Whether you are dedicated enough to use fresh pumpkin, or prefer the ease of a canned pumpkin, it’s so easy to replace any dairy sugars your recipe calls for with cream, half and half or coconut milk and your favorite sugar substitute: I’ve found most blends that use low glycemic sugar alcohols and/or sugar-free plant and fruit based sweeteners work well with the spices that really give the pumpkin its familiar “pie” profile. I also recently tried making one with Amy’s Best “Trio Sweet” mix of chicory, stevia and monk fruit which is a great option for anyone who is sensitive to sugar alcohols, though depending on your tastebuds—I like my pie on the spicier side and mildly sweet—you may want to deviate from the suggested sugar equivalent as it really delivers on sweetness.

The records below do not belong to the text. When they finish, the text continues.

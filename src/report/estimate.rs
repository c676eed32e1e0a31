use super::{assemble, CostLine};
use crate::assets::ResourceGraph;
use crate::billing::cost;
use crate::config::Config;
use crate::error::{IsFatal, Result};
use crate::fingerprint::{billables, group, Billable, ResourceGroup};
use crate::pricing::{select_schedule, PriceCache, PriceQuery};
use crate::usage::{usage_for, UsageProfile};
use chrono::{DateTime, Utc};
use serde::Serialize;
use tracing::{debug, info, warn};

/// A resource group left out of the report
#[derive(Debug, Clone, PartialEq, Serialize)]
pub struct EstimateWarning {
    pub resource: String,
    pub count: u64,
    pub message: String,
}

/// Cost report for one graph
#[derive(Debug, Clone, Serialize)]
pub struct Estimate {
    pub currency: String,
    pub generated_at: DateTime<Utc>,
    pub lines: Vec<CostLine>,
    pub warnings: Vec<EstimateWarning>,
}

impl Estimate {
    pub fn total_max_cost(&self) -> f64 {
        self.lines.iter().map(|l| l.max_cost).sum()
    }

    pub fn total_projected_cost(&self) -> f64 {
        self.lines.iter().map(|l| l.projected_cost).sum()
    }
}

/// Price every billable group of `graph`
///
/// Groups without pricing data are skipped with a warning; any other error
/// aborts the estimate.
pub fn estimate(graph: &ResourceGraph, cache: &dyn PriceCache, config: &Config) -> Result<Estimate> {
    let groups = group(billables(graph))?;
    let rate = config.currency.conversion_rate;

    let mut lines = Vec::new();
    let mut warnings = Vec::new();

    for g in &groups {
        match price_group(g, cache, config, rate) {
            Ok(mut group_lines) => lines.append(&mut group_lines),
            Err(e) if !e.is_fatal() => {
                warn!("Omitting {} x {}: {}", g.count, g.representative.spec(), e);
                warnings.push(EstimateWarning {
                    resource: g.representative.name().to_string(),
                    count: g.count,
                    message: e.to_string(),
                });
            }
            Err(e) => return Err(e),
        }
    }

    info!(
        "Estimated {} cost lines from {} groups ({} omitted)",
        lines.len(),
        groups.len(),
        warnings.len()
    );

    Ok(Estimate {
        currency: config.currency.code.clone(),
        generated_at: Utc::now(),
        lines,
        warnings,
    })
}

fn price_group(
    g: &ResourceGroup,
    cache: &dyn PriceCache,
    config: &Config,
    rate: f64,
) -> Result<Vec<CostLine>> {
    let resource = &g.representative;
    let usage = usage_for(resource, &config.usage).scaled(g.count);

    let query = PriceQuery::for_resource(resource);
    let (rate_id, schedule) = select_schedule(cache, resource.name(), &query)?;
    debug!("Pricing {} with rate {}", g.fingerprint, rate_id);
    let mut lines = vec![assemble(
        g,
        &usage,
        &cost(&schedule, usage.ceiling, usage.projected, rate),
    )];

    if let Some(line) = license_line(g, resource, cache, rate, &usage)? {
        lines.push(line);
    }
    Ok(lines)
}

/// OS license surcharge; free operating systems have no rate
fn license_line(
    g: &ResourceGroup,
    resource: &Billable,
    cache: &dyn PriceCache,
    rate: f64,
    usage: &UsageProfile,
) -> Result<Option<CostLine>> {
    let Some(query) = PriceQuery::for_license(resource) else {
        return Ok(None);
    };
    let Some((rate_id, schedule)) = cache.schedules(&query)?.into_iter().next() else {
        debug!("No license pricing for {}", query);
        return Ok(None);
    };
    debug!("Pricing license for {} with rate {}", g.fingerprint, rate_id);

    let mut line = assemble(
        g,
        usage,
        &cost(&schedule, usage.ceiling, usage.projected, rate),
    );
    line.resource_type = "License".to_string();
    if let Billable::Instance(instance) = resource {
        line.spec = format!("{} on {}", instance.os, instance.machine_type);
    }
    Ok(Some(line))
}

Made this way, an entire quarter of your pie would contain roughly 8.5 carbs (add another 5 for coconut milk). 3.5 grams of natural sugar (add up to 2 grams for coconut milk), 3-4 grams of natural fiber! Not only are those numbers astoundingly good but they give plenty of room to throw in a low-carb crust made of nuts and/or alternative flours. Experimenting with such crusts in still on my list of things to do but I’ve gotten so used to the pie on its own (and I am not much of a baker, as much as a concoction maker), that I haven’t bothered. In fact, if a hankering for pumpkin pie hits me when I’m short on time, I’ve been known to microwave a bowl of its ingredients (usually adding extra egg for a soufflé/baked effect), and eating this straight up and warm with a spoonful of cream poured over. Not only is this fix quick but, if results of a decade-old study have any bearing on human blood sugar, serving pumpkin pie ‘guts’ as a side dish might help us all keep prediabetes in check. Pass the pie, please!